Approssimandosi la dichiarazione di guerra contro l’Austria-Ungheria, viene trattenuto alle armi e pur avendo titolo per frequentare il corso di allievo ufficiale, sceglie piuttosto di proseguire la ferma come soldato semplice. «[...] È mio desiderio, e quasi un’ambizione, condurre a termine questa campagna da semplice soldato, perché voglio dimostrare a questi miei compagni d’arme e di fatica che l’interesse non è il solo movente delle azioni umane [...]» , scrive a sua madre, Annita Pauletti, in una lettera dal fronte, ed in un’altra asserisce di non voler accettare neppure la nomina a caporale perché, dice: «[...] ho notato che il caporale è il capro espiatorio di tutte le deficienze degli altri, non solo degli inferiori, ma anche dei superiori [...]». Da Longarone, il 10 maggio Libero parte col suo reggimento alla volta di Auronzo che «[...] brulica di soldati di tutti i corpi, di tutte le armi, di tutte le regioni [...]», compresi alcuni compaesani di Cesiomaggiore che, riconoscendolo: «[...] fanno le più alte meraviglie perché porto lo zaino come loro [...] e soprattutto perché non sono graduato[...]».

La Grande Guerra

Agli inizi della guerra Libero accampa con la sua compagnia nell’alta valle del Rio Bigontina affacciata su Cortina d’Ampezzo, dove i fanti del 56° Reggimento eseguono azioni di pattuglia e realizzano opere di rafforzamento. «[...] In questi ultimi giorni abbiamo faticato in modo eccezionale, tra il fango e sotto la pioggia, in certi lavori che non ti posso palesare per il solito riserbo che ci è imposto [...]». Lì, verso la fine di giugno, viene raggiunto dal tragico annuncio dell’improvvisa morte di suo padre appena cinquantaquattrenne. Allo sconforto Libero reagisce rafforzando ancor più il suo coraggio ed alla metà di luglio si unisce ai suoi compagni nel primo urto della brigata Marche contro le ben munite posizioni del nemico sul Monte Piana.
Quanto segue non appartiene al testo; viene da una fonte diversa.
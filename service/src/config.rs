use clap::builder::TypedValueParser as _;
use clap::Parser;
use dotenvy::dotenv;
use log::LevelFilter;

/// Default token endpoint for the video platform (Google / YouTube).
pub const DEFAULT_VIDEO_TOKEN_URL: &str = "https://oauth2.googleapis.com/token";
/// Default token endpoint for the chat platform (Discord).
pub const DEFAULT_CHAT_TOKEN_URL: &str = "https://discord.com/api/oauth2/token";
/// Default token endpoint for the music platform (Spotify).
pub const DEFAULT_MUSIC_TOKEN_URL: &str = "https://accounts.spotify.com/api/token";
/// Default token endpoint for the social platform (X / Twitter).
pub const DEFAULT_SOCIAL_TOKEN_URL: &str = "https://api.twitter.com/2/oauth2/token";
/// Default token endpoint for the streaming platform (Twitch).
pub const DEFAULT_STREAMING_TOKEN_URL: &str = "https://id.twitch.tv/oauth2/token";

#[derive(Clone, Parser)]
#[command(author, version, about, long_about = None)]
pub struct Config {
    /// A list of full CORS origin URLs that are allowed to receive server responses.
    /// A `*` entry allows any origin to be echoed back.
    #[arg(
        long,
        env,
        value_delimiter = ',',
        use_value_delimiter = true,
        default_value = "http://localhost:3000,https://localhost:3000"
    )]
    allowed_origins: Vec<String>,

    /// OAuth client ID registered with the video platform.
    #[arg(long, env)]
    video_client_id: Option<String>,

    /// OAuth client secret registered with the video platform.
    #[arg(long, env, hide_env_values = true)]
    video_client_secret: Option<String>,

    /// Token endpoint of the video platform.
    /// Override in tests to point at a mock server.
    #[arg(long, env, default_value = DEFAULT_VIDEO_TOKEN_URL)]
    video_token_url: String,

    /// OAuth client ID registered with the chat platform.
    #[arg(long, env)]
    chat_client_id: Option<String>,

    /// OAuth client secret registered with the chat platform.
    #[arg(long, env, hide_env_values = true)]
    chat_client_secret: Option<String>,

    /// Token endpoint of the chat platform.
    #[arg(long, env, default_value = DEFAULT_CHAT_TOKEN_URL)]
    chat_token_url: String,

    /// OAuth client ID registered with the music platform.
    #[arg(long, env)]
    music_client_id: Option<String>,

    /// OAuth client secret registered with the music platform.
    #[arg(long, env, hide_env_values = true)]
    music_client_secret: Option<String>,

    /// Token endpoint of the music platform.
    #[arg(long, env, default_value = DEFAULT_MUSIC_TOKEN_URL)]
    music_token_url: String,

    /// OAuth client ID registered with the social platform.
    #[arg(long, env)]
    social_client_id: Option<String>,

    /// OAuth client secret registered with the social platform.
    #[arg(long, env, hide_env_values = true)]
    social_client_secret: Option<String>,

    /// Token endpoint of the social platform.
    #[arg(long, env, default_value = DEFAULT_SOCIAL_TOKEN_URL)]
    social_token_url: String,

    /// OAuth client ID registered with the streaming platform.
    #[arg(long, env)]
    streaming_client_id: Option<String>,

    /// OAuth client secret registered with the streaming platform.
    #[arg(long, env, hide_env_values = true)]
    streaming_client_secret: Option<String>,

    /// Token endpoint of the streaming platform.
    #[arg(long, env, default_value = DEFAULT_STREAMING_TOKEN_URL)]
    streaming_token_url: String,

    /// Serve the OpenAPI document and RapiDoc UI alongside the API
    #[arg(long, env)]
    pub api_docs: bool,

    /// The host interface to listen for incoming connections
    #[arg(short, long, env, default_value = "127.0.0.1")]
    pub interface: Option<String>,

    /// The host TCP port to listen for incoming connections
    #[arg(short, long, env, default_value_t = 4000)]
    pub port: u16,

    /// Set the log level verbosity threshold (level) to control what gets displayed on console output
    #[arg(
        short,
        long,
        env,
        default_value_t = LevelFilter::Info,
        value_parser = clap::builder::PossibleValuesParser::new(["OFF", "ERROR", "WARN", "INFO", "DEBUG", "TRACE"])
            .map(|s| s.parse::<LevelFilter>().unwrap()),
        )]
    pub log_level_filter: LevelFilter,
}

impl Default for Config {
    fn default() -> Self {
        Self::new()
    }
}

impl Config {
    pub fn new() -> Self {
        // Load .env file first
        dotenv().ok();
        // Then parse the command line parameters and flags
        Config::parse()
    }

    /// Returns the configured CORS origins with surrounding whitespace and empty entries removed.
    pub fn allowed_origins(&self) -> Vec<&str> {
        self.allowed_origins
            .iter()
            .map(|origin| origin.trim())
            .filter(|origin| !origin.is_empty())
            .collect()
    }

    pub fn video_client_id(&self) -> Option<&str> {
        self.video_client_id.as_deref()
    }

    pub fn video_client_secret(&self) -> Option<&str> {
        self.video_client_secret.as_deref()
    }

    pub fn video_token_url(&self) -> &str {
        &self.video_token_url
    }

    pub fn chat_client_id(&self) -> Option<&str> {
        self.chat_client_id.as_deref()
    }

    pub fn chat_client_secret(&self) -> Option<&str> {
        self.chat_client_secret.as_deref()
    }

    pub fn chat_token_url(&self) -> &str {
        &self.chat_token_url
    }

    pub fn music_client_id(&self) -> Option<&str> {
        self.music_client_id.as_deref()
    }

    pub fn music_client_secret(&self) -> Option<&str> {
        self.music_client_secret.as_deref()
    }

    pub fn music_token_url(&self) -> &str {
        &self.music_token_url
    }

    pub fn social_client_id(&self) -> Option<&str> {
        self.social_client_id.as_deref()
    }

    pub fn social_client_secret(&self) -> Option<&str> {
        self.social_client_secret.as_deref()
    }

    pub fn social_token_url(&self) -> &str {
        &self.social_token_url
    }

    pub fn streaming_client_id(&self) -> Option<&str> {
        self.streaming_client_id.as_deref()
    }

    pub fn streaming_client_secret(&self) -> Option<&str> {
        self.streaming_client_secret.as_deref()
    }

    pub fn streaming_token_url(&self) -> &str {
        &self.streaming_token_url
    }

    /// The socket address string the server binds to, e.g. `127.0.0.1:4000`.
    pub fn listen_address(&self) -> String {
        format!(
            "{}:{}",
            self.interface.as_deref().unwrap_or("127.0.0.1"),
            self.port
        )
    }
}

#[cfg(test)]
mod tests {
    use super::*;

    fn parse(args: &[&str]) -> Config {
        let mut argv = vec!["token_relay"];
        argv.extend_from_slice(args);
        Config::try_parse_from(argv).unwrap()
    }

    #[test]
    fn test_allowed_origins_are_split_and_trimmed() {
        let config = parse(&[
            "--allowed-origins",
            "https://sofia.example, https://other.example,,",
        ]);

        assert_eq!(
            config.allowed_origins(),
            vec!["https://sofia.example", "https://other.example"]
        );
    }

    #[test]
    fn test_token_urls_can_be_overridden() {
        let config = parse(&[
            "--video-token-url",
            "http://127.0.0.1:9999/video",
            "--social-token-url",
            "http://127.0.0.1:9999/social",
        ]);

        assert_eq!(config.video_token_url(), "http://127.0.0.1:9999/video");
        assert_eq!(config.social_token_url(), "http://127.0.0.1:9999/social");
    }

    #[test]
    fn test_client_credentials_are_read_from_flags() {
        let config = parse(&[
            "--music-client-id",
            "music-id",
            "--music-client-secret",
            "music-secret",
        ]);

        assert_eq!(config.music_client_id(), Some("music-id"));
        assert_eq!(config.music_client_secret(), Some("music-secret"));
    }

    #[test]
    fn test_listen_address_joins_interface_and_port() {
        let config = parse(&["--interface", "0.0.0.0", "--port", "8080"]);
        assert_eq!(config.listen_address(), "0.0.0.0:8080");
    }

    #[test]
    fn test_log_level_filter_parses_uppercase_names() {
        let config = parse(&["--log-level-filter", "DEBUG"]);
        assert_eq!(config.log_level_filter, LevelFilter::Debug);
    }
}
Sa di poter fare affidamento su quelli che l’affiancheranno nell’azione perché ne apprezza lo spirito, pregi e difetti compresi: «[...] Il nostro soldato – aveva scritto un giorno - ha un difetto originale e particolare del popolo italiano: è un criticone, un brontolone insuperabile, è feroce calunniatore di se stesso e della sua Patria; un demolitore di ogni virtù e di ogni formalismo, ma, all’atto pratico, nel momento del pericolo, sa agire da soldato impareggiabile, in modo superiore, e si purifica nell’eroismo e nel sangue dalle bestemmie che gli sono abituali, ed è apportatore di gloria e di fortuna a quella Patria che egli denigra. E di ciò mi attendo, nel prossimo cimento, luminosi esempi [...]».
La maggior parte del tavoliere sud del Monte Piana è già stata occupata dagli italiani, mentre gli austriaci si sono rafforzati insediandosi sul pianoro Nord ed all’estremità Nord-Ovest dello stesso. Affiancando l’azione frontale della 96ª compagnia alpina del Pieve di Cadore ed altre del 55° fanteria, il I battaglione del 56° è chiamato a tentare l’aggiramento delle posizioni austriache dalla Val Rimbianco. Pur non essendo in piena salute, Libero si offre come volontario per collocare, di notte, tubi di gelatina da far esplodere sotto i reticolati nemici e dopo aver aperto alcuni varchi, rientra per ultimo con la squadra dei guastatori. «[...]Se la morte non mi spaventa, ciò non vuol dire che io disprezzi la vita e accorra ad una specie di suicidio: so il valore della vita e conosco i miei doveri», aveva fatto sapere ai suoi.

La morte

Conoscendo le vie che aveva aperte, nel successivo assalto del 20 luglio, Libero è tra i primi della sua compagnia e dopo aver attraversato il reticolato, già dentro la trincea nemica, viene colpito mortalmente. Saranno in molti quel giorno a non fare ritorno, ed il generale Montuori comandante la 10ª Divisione, al termine di quella sanguinosa azione, trasmetterà il sui elogio alle truppe dipendenti: «In sei giorni di accanito combattimento per la conquista di M. Piana le truppe della brigata “Marche”, della 96ª compagnia alpini e del genio, hanno spiegato le migliori doti di resistenza e di valore. Ad esse io prego di estendere il mio più vivo elogio e la piena mia riconoscenza».
Come molti altri, anche il corpo del soldato Libero Zugni-Tauro non viene recuperato (nel 2008 vennero ritrovati sul Monte Piana i resti di un soldato della 1 Guerra Mondiale. La famiglia Zugni Tauro chiese di approfondire le ricerche per il riconoscimento della salma nella speranza che si potesse trattare di quella del loro parente, ma la comparazione del mtDNA, DNA mitocondriale, e Y-STR, analisi del cromosoma Y, esclusero che si potesse trattare del corpo di Libero Zugni Tauro), ma la sua memoria sarà comunque onorata con la concessione di una medaglia di bronzo, commutata successivamente in medaglia d’argento, e dalla dedica al suo nome dello stadio della città di Feltre.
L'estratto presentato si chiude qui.